C’était bien de Napoléon cela ! Il devait être furieux de ce mariage et il avait trouvé bon de passer sa colère sur le dos de Talleyrand... en attendant sans doute de s’en prendre à Marianne elle-même, d’où cette invitation... pressante du nouveau ministre de la Police.

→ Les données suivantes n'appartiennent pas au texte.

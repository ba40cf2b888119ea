use std::collections::HashMap;
use std::sync::RwLock;

use kwanza_core::{AggregateId, CompanyId, ExpectedVersion};

use super::store::{EventStore, EventStoreError, StoredEvent, UncommittedEvent};

#[derive(Debug, Copy, Clone, PartialEq, Eq, Hash)]
struct StreamKey {
    company_id: CompanyId,
    document_id: AggregateId,
}

/// In-memory journal for tests and the CLI.
#[derive(Debug, Default)]
pub struct InMemoryEventStore {
    streams: RwLock<HashMap<StreamKey, Vec<StoredEvent>>>,
}

impl InMemoryEventStore {
    pub fn new() -> Self {
        Self::default()
    }

    fn current_version(stream: &[StoredEvent]) -> u64 {
        stream.last().map(|e| e.sequence_number).unwrap_or(0)
    }
}

impl EventStore for InMemoryEventStore {
    fn append(
        &self,
        events: Vec<UncommittedEvent>,
        expected_version: ExpectedVersion,
    ) -> Result<Vec<StoredEvent>, EventStoreError> {
        let Some(first) = events.first() else {
            return Ok(vec![]);
        };
        let key = StreamKey {
            company_id: first.company_id,
            document_id: first.document_id,
        };
        let document_kind = first.document_kind.clone();

        for (idx, e) in events.iter().enumerate() {
            if e.company_id != key.company_id {
                return Err(EventStoreError::CompanyIsolation(format!(
                    "batch mixes companies (index {idx})"
                )));
            }
            if e.document_id != key.document_id {
                return Err(EventStoreError::InvalidAppend(format!(
                    "batch mixes documents (index {idx})"
                )));
            }
            if e.document_kind != document_kind {
                return Err(EventStoreError::DocumentKindMismatch(format!(
                    "batch mixes document kinds (index {idx})"
                )));
            }
        }

        let mut streams = self
            .streams
            .write()
            .map_err(|_| EventStoreError::InvalidAppend("lock poisoned".to_string()))?;

        let stream = streams.entry(key).or_default();
        let current = Self::current_version(stream);

        if !expected_version.matches(current) {
            return Err(EventStoreError::Concurrency(format!(
                "expected {expected_version:?}, found {current}"
            )));
        }

        if let Some(existing) = stream.first() {
            if existing.document_kind != document_kind {
                return Err(EventStoreError::DocumentKindMismatch(format!(
                    "stream holds '{}', attempted append of '{}'",
                    existing.document_kind, document_kind
                )));
            }
        }

        let committed: Vec<StoredEvent> = events
            .into_iter()
            .zip(current + 1..)
            .map(|(e, sequence_number)| StoredEvent {
                event_id: e.event_id,
                company_id: e.company_id,
                document_id: e.document_id,
                document_kind: e.document_kind,
                sequence_number,
                event_type: e.event_type,
                event_version: e.event_version,
                occurred_at: e.occurred_at,
                payload: e.payload,
            })
            .collect();
        stream.extend(committed.iter().cloned());

        Ok(committed)
    }

    fn load_stream(
        &self,
        company_id: CompanyId,
        document_id: AggregateId,
    ) -> Result<Vec<StoredEvent>, EventStoreError> {
        let streams = self
            .streams
            .read()
            .map_err(|_| EventStoreError::InvalidAppend("lock poisoned".to_string()))?;

        Ok(streams
            .get(&StreamKey {
                company_id,
                document_id,
            })
            .cloned()
            .unwrap_or_default())
    }
}
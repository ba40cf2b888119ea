//! Point-of-sale cart.
//!
//! POS prices are tax-inclusive: the cart total is what the customer pays,
//! and the net/tax split is backed out of it with the cart's tax rate.

use rust_decimal::Decimal;
use serde::{Deserialize, Serialize};

use kwanza_core::{DomainResult, Money, Rate};

use crate::line::{DocumentLine, LineKind, compute_line_total};

#[derive(Debug, Clone, PartialEq, Eq, Serialize, Deserialize)]
pub struct PosCartItem {
    pub product_id: String,
    pub description: String,
    pub quantity: Decimal,
    pub unit_price: Money,
    pub discount: Rate,
}

impl PosCartItem {
    pub fn total(&self) -> Money {
        compute_line_total(
            self.quantity,
            Decimal::ONE,
            Decimal::ONE,
            Decimal::ONE,
            self.unit_price,
            self.discount,
        )
    }
}

#[derive(Debug, Clone, Copy, PartialEq, Eq, Serialize, Deserialize)]
pub struct PosTotals {
    /// Amount due, tax included.
    pub gross: Money,
    pub net: Money,
    pub tax: Money,
}

#[derive(Debug, Clone, PartialEq, Eq)]
pub struct PosCart {
    tax_rate: Rate,
    items: Vec<PosCartItem>,
}

impl PosCart {
    /// An empty cart; the tax rate must lie within `0..=100`.
    pub fn new(tax_rate: Rate) -> DomainResult<Self> {
        tax_rate.ensure_bounded("pos tax rate")?;
        Ok(Self {
            tax_rate,
            items: Vec::new(),
        })
    }

    pub fn tax_rate(&self) -> Rate {
        self.tax_rate
    }

    pub fn items(&self) -> &[PosCartItem] {
        &self.items
    }

    pub fn is_empty(&self) -> bool {
        self.items.is_empty()
    }

    /// Add one unit of a product; scanning the same product again bumps its quantity.
    pub fn add_product(&mut self, product_id: &str, description: &str, unit_price: Money) {
        if let Some(item) = self.items.iter_mut().find(|i| i.product_id == product_id) {
            item.quantity += Decimal::ONE;
            return;
        }
        self.items.push(PosCartItem {
            product_id: product_id.to_string(),
            description: description.to_string(),
            quantity: Decimal::ONE,
            unit_price,
            discount: Rate::ZERO,
        });
    }

    /// Add a prepared item, merging quantities with an existing line for the same product.
    pub fn add_item(&mut self, item: PosCartItem) {
        if let Some(existing) = self.items.iter_mut().find(|i| i.product_id == item.product_id) {
            existing.quantity += item.quantity;
            return;
        }
        self.items.push(item);
    }

    /// Set a quantity; zero or less removes the item.
    pub fn set_quantity(&mut self, product_id: &str, quantity: Decimal) {
        if quantity <= Decimal::ZERO {
            self.items.retain(|i| i.product_id != product_id);
            return;
        }
        if let Some(item) = self.items.iter_mut().find(|i| i.product_id == product_id) {
            item.quantity = quantity;
        }
    }

    pub fn totals(&self) -> PosTotals {
        let gross: Money = self.items.iter().map(PosCartItem::total).sum();
        let net = Money::new(gross.amount() / (Decimal::ONE + self.tax_rate.fraction()));
        PosTotals {
            gross,
            net,
            tax: gross - net,
        }
    }

    /// Change to hand back; never negative.
    pub fn change_for(&self, received: Money) -> Money {
        let due = self.totals().gross;
        if received > due {
            received - due
        } else {
            Money::ZERO
        }
    }

    /// Convert the cart into invoice lines (tax-exclusive unit prices).
    pub fn to_document_lines(&self) -> Vec<DocumentLine> {
        let divisor = Decimal::ONE + self.tax_rate.fraction();
        self.items
            .iter()
            .zip(1u32..)
            .map(|(item, line_no)| {
                DocumentLine::new(
                    line_no,
                    item.quantity,
                    Money::new(item.unit_price.amount() / divisor),
                    item.discount,
                    self.tax_rate,
                    LineKind::Product,
                )
                .with_product(item.product_id.clone())
                .with_description(item.description.clone())
            })
            .collect()
    }
}
//! Append-only journal of document events, scoped per company.

pub mod in_memory;
pub mod store;

pub use in_memory::InMemoryEventStore;
pub use store::{EventStore, EventStoreError, StoredEvent, UncommittedEvent};
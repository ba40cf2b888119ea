//! Process-wide tracing setup shared by binaries.

pub mod tracing;

pub use crate::tracing::{LogFormat, init, init_with};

Pour changer de sujet de conversation, elle demanda :

— Mais d’où vient, madame, que nous nous retrouvions ici, et à pareille heure ?

Instantanément, Mme de Chastenay perdit son bel enjouement de mondaine pour retrouver l’agitation à laquelle l’entrée de Marianne avait fait diversion.

— Ah ! ne m’en parlez pas ! J’en suis encore affreusement bouleversée ! Imaginez que je me trouvais en Beauvaisis, chez de bons amis qui ont là-bas un domaine enchanteur et qui... Bon ! Imaginez-vous qu’un grand diable de gendarme est venu, ce matin même, m’y chercher au nom de M. le duc de Rovigo qui me réclamait d’urgence ! Et le pire est que j’ignore absolument pourquoi, ou ce que j’ai bien pu faire ! J’ai laissé mes pauvres amis dans la dernière inquiétude et j’ai fait un voyage affreux, à me demander sans cesse pourquoi l’on m’arrêtait, en quelque sorte. J’étais si déprimée que je suis passée, un moment, chez le conseiller Réal pour lui demander ce qu’il en pensait et il m’a vraiment pressée de venir ici sans plus tarder... tout retard pouvant être gros de conséquences ! Ah ! ma chère, je suis dans un état... Il je suis certaine que, pour vous, c’est tout pareil.

Non, ce n’était pas pareil. Outre que Marianne s’efforçait de conserver un sang-froid absolu, elle avait certaines raisons d’imaginer que les ordres la concernant n’étaient pas gratuits... encore qu’elle n’eût tout de même jamais pu penser que Napoléon irait jusqu’à la faire arrêter pour avoir osé se marier sans sa permission. Mais elle n’eut pas le temps de partager avec sa compagne ses propres inquiétudes. Le majestueux huissier reparaissait et informait Mme de Chastenay que le ministre l’attendait.

— Seigneur ! gémit la chanoinesse, que va-t-il m’arriver ? Faites un bout de prière pour moi, ma chère princesse !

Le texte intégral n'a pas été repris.